Emerging evidences indicate that diminished activity of the vasoprotective axis of the renin–angiotensin system, constituting angiotensin-converting enzyme 2 (ACE2) and its enzymatic product, angiotensin-(1-7) [Ang-(1-7)] contribute to the pathogenesis of pulmonary hypertension (PH). However, long-term repetitive delivery of ACE2 or Ang-(1-7) would require enhanced protein stability and ease of administration to improve patient compliance. Chloroplast expression of therapeutic proteins enables their bioencapsulation within plant cells to protect against gastric enzymatic degradation and facilitates long-term storage at room temperature. Besides, fusion to a transmucosal carrier helps effective systemic absorption from the intestine on oral delivery. We hypothesized that bioencapsulating ACE2 or Ang-(1-7) fused to the cholera nontoxin B subunit would enable development of an oral delivery system that is effective in treating PH. PH was induced in male Sprague Dawley rats by monocrotaline administration. Subset of animals was simultaneously treated with bioencapsulaed ACE2 or Ang-(1-7) (prevention protocol).
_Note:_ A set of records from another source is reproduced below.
use cgmath::{Point3, Vector3};

use crate::constants::collision::CONTACT_EPSILON;
use crate::physics::Aabb;
use crate::world::Axis;

/// Collidable volume as a union of axis-aligned boxes. Block shapes live in
/// cell-local `[0,1]^3` space; `offset` turns them into world-space shapes
/// the sweep can query directly.
#[derive(Debug, Clone, PartialEq)]
pub struct VoxelShape {
    boxes: Vec<Aabb>,
}

impl VoxelShape {
    pub fn empty() -> Self {
        Self { boxes: Vec::new() }
    }

    /// The whole unit cell
    pub fn full_cube() -> Self {
        Self::from_boxes(vec![Aabb::new(
            Point3::new(0.0, 0.0, 0.0),
            Point3::new(1.0, 1.0, 1.0),
        )])
    }

    /// Lower half of the unit cell
    pub fn bottom_slab() -> Self {
        Self::from_boxes(vec![Aabb::new(
            Point3::new(0.0, 0.0, 0.0),
            Point3::new(1.0, 0.5, 1.0),
        )])
    }

    /// Build a cell-local shape. Boxes must stay inside the unit cell.
    pub fn from_boxes(boxes: Vec<Aabb>) -> Self {
        debug_assert!(boxes.iter().all(|b| {
            b.min.x >= 0.0
                && b.min.y >= 0.0
                && b.min.z >= 0.0
                && b.max.x <= 1.0
                && b.max.y <= 1.0
                && b.max.z <= 1.0
        }));
        Self { boxes }
    }

    /// Build a world-space shape from already-placed boxes (broad-phase
    /// output, world border planes). No unit-cell bound applies.
    pub fn from_world_boxes(boxes: Vec<Aabb>) -> Self {
        Self { boxes }
    }

    pub fn is_empty(&self) -> bool {
        self.boxes.is_empty()
    }

    pub fn boxes(&self) -> &[Aabb] {
        &self.boxes
    }

    /// Structural union. Duplicate boxes collapse, so the operation is
    /// idempotent as well as commutative and associative up to box order.
    pub fn union(&self, other: &VoxelShape) -> VoxelShape {
        let mut boxes = self.boxes.clone();
        for b in &other.boxes {
            if !boxes.contains(b) {
                boxes.push(*b);
            }
        }
        VoxelShape { boxes }
    }

    /// Shape translated into world space at the given origin
    pub fn offset(&self, origin: Vector3<f64>) -> VoxelShape {
        VoxelShape {
            boxes: self.boxes.iter().map(|b| b.translated(origin)).collect(),
        }
    }

    /// True iff the two shapes share positive volume
    pub fn intersects(&self, other: &VoxelShape) -> bool {
        self.boxes
            .iter()
            .any(|a| other.boxes.iter().any(|b| a.intersects(b)))
    }

    /// Largest offset with the sign of `wanted` by which `moving` can
    /// translate along `axis` before first contact with this shape.
    /// Returns `wanted` untouched when nothing is in the way; on contact
    /// the returned value leaves the box flush against the obstruction.
    /// Gaps smaller than the contact epsilon count as already touching.
    pub fn max_offset(&self, axis: Axis, moving: &Aabb, wanted: f64) -> f64 {
        let mut allowed = wanted;
        if allowed == 0.0 {
            return 0.0;
        }
        let mut limited = false;
        for b in &self.boxes {
            if !overlaps_off_axis(axis, moving, b) {
                continue;
            }
            if allowed > 0.0 {
                let gap = b.min_on(axis) - moving.max_on(axis);
                if gap >= -CONTACT_EPSILON && gap < allowed {
                    allowed = gap.max(0.0);
                    limited = true;
                }
            } else {
                let gap = b.max_on(axis) - moving.min_on(axis);
                if gap <= CONTACT_EPSILON && gap > allowed {
                    allowed = gap.min(0.0);
                    limited = true;
                }
            }
            if allowed == 0.0 {
                break;
            }
        }
        // Snap sub-epsilon leftovers to zero, but only when contact cut the
        // motion; an unobstructed request passes through exactly.
        if limited && allowed.abs() < CONTACT_EPSILON {
            0.0
        } else {
            allowed
        }
    }
}

/// Positive-volume overlap on the two axes other than `axis`
fn overlaps_off_axis(axis: Axis, a: &Aabb, b: &Aabb) -> bool {
    for other in [Axis::X, Axis::Y, Axis::Z] {
        if other == axis {
            continue;
        }
        if a.min_on(other) >= b.max_on(other) - CONTACT_EPSILON
            || a.max_on(other) <= b.min_on(other) + CONTACT_EPSILON
        {
            return false;
        }
    }
    true
}

#[cfg(test)]
mod tests {
    use super::*;

    fn unit_box_at(x: f64, y: f64, z: f64) -> Aabb {
        Aabb::new(
            Point3::new(x, y, z),
            Point3::new(x + 1.0, y + 1.0, z + 1.0),
        )
    }

    #[test]
    fn union_is_idempotent() {
        let cube = VoxelShape::full_cube();
        assert_eq!(cube.union(&cube), cube);
        assert_eq!(cube.union(&VoxelShape::empty()), cube);
    }

    #[test]
    fn max_offset_returns_wanted_when_clear() {
        let shape = VoxelShape::full_cube().offset(Vector3::new(10.0, 0.0, 0.0));
        let moving = unit_box_at(0.0, 0.0, 0.0);
        assert_eq!(shape.max_offset(Axis::X, &moving, 3.0), 3.0);
        assert_eq!(shape.max_offset(Axis::X, &moving, -3.0), -3.0);
    }

    #[test]
    fn max_offset_leaves_box_flush() {
        let shape = VoxelShape::full_cube().offset(Vector3::new(2.5, 0.0, 0.0));
        let moving = unit_box_at(0.0, 0.0, 0.0);
        // 1.5 units of clearance ahead of the moving box
        assert!((shape.max_offset(Axis::X, &moving, 4.0) - 1.5).abs() < 1e-12);
    }

    #[test]
    fn max_offset_descending_onto_surface() {
        let shape = VoxelShape::full_cube().offset(Vector3::new(0.0, -1.5, 0.0));
        let moving = unit_box_at(0.0, 0.0, 0.0);
        assert!((shape.max_offset(Axis::Y, &moving, -1.0) - (-0.5)).abs() < 1e-12);
    }

    #[test]
    fn offset_cells_out_of_line_are_ignored() {
        // Shape fully beside the motion corridor
        let shape = VoxelShape::full_cube().offset(Vector3::new(2.0, 1.0, 0.0));
        let moving = Aabb::new(Point3::new(0.0, 0.0, 0.0), Point3::new(1.0, 1.0, 1.0));
        assert_eq!(shape.max_offset(Axis::X, &moving, 5.0), 5.0);
    }

    #[test]
    fn sub_epsilon_request_with_nothing_in_the_way_passes_through() {
        let shape = VoxelShape::full_cube().offset(Vector3::new(10.0, 0.0, 0.0));
        let moving = unit_box_at(0.0, 0.0, 0.0);
        assert_eq!(shape.max_offset(Axis::X, &moving, 5.0e-8), 5.0e-8);
        assert_eq!(shape.max_offset(Axis::X, &moving, -5.0e-8), -5.0e-8);
    }

    #[test]
    fn near_zero_gap_counts_as_contact() {
        let shape = VoxelShape::full_cube().offset(Vector3::new(1.0 + 5e-8, 0.0, 0.0));
        let moving = unit_box_at(0.0, 0.0, 0.0);
        assert_eq!(shape.max_offset(Axis::X, &moving, 2.0), 0.0);
    }

    #[test]
    fn intersects_requires_positive_volume() {
        let a = VoxelShape::full_cube();
        let flush = VoxelShape::full_cube().offset(Vector3::new(1.0, 0.0, 0.0));
        let overlapping = VoxelShape::full_cube().offset(Vector3::new(0.5, 0.0, 0.0));
        assert!(!a.intersects(&flush));
        assert!(a.intersects(&overlapping));
    }
}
In a separate set of experiments, drug treatment was initiated after 2 weeks of PH induction (reversal protocol). Oral feeding of rats with bioencapsulated ACE2 or Ang-(1-7) prevented the development of monocrotaline-induced PH and improved associated cardiopulmonary pathophysiology. Furthermore, in the reversal protocol, oral ACE2 or Ang-(1-7) treatment significantly arrested disease progression, along with improvement in right heart function, and decrease in pulmonary vessel wall thickness. In addition, a combination therapy with ACE2 and Ang-(1-7) augmented the beneficial effects against monocrotaline-induced lung injury. Our study provides proof-of-concept for a novel low-cost oral ACE2 or Ang-(1-7) delivery system using transplastomic technology for pulmonary disease therapeutics.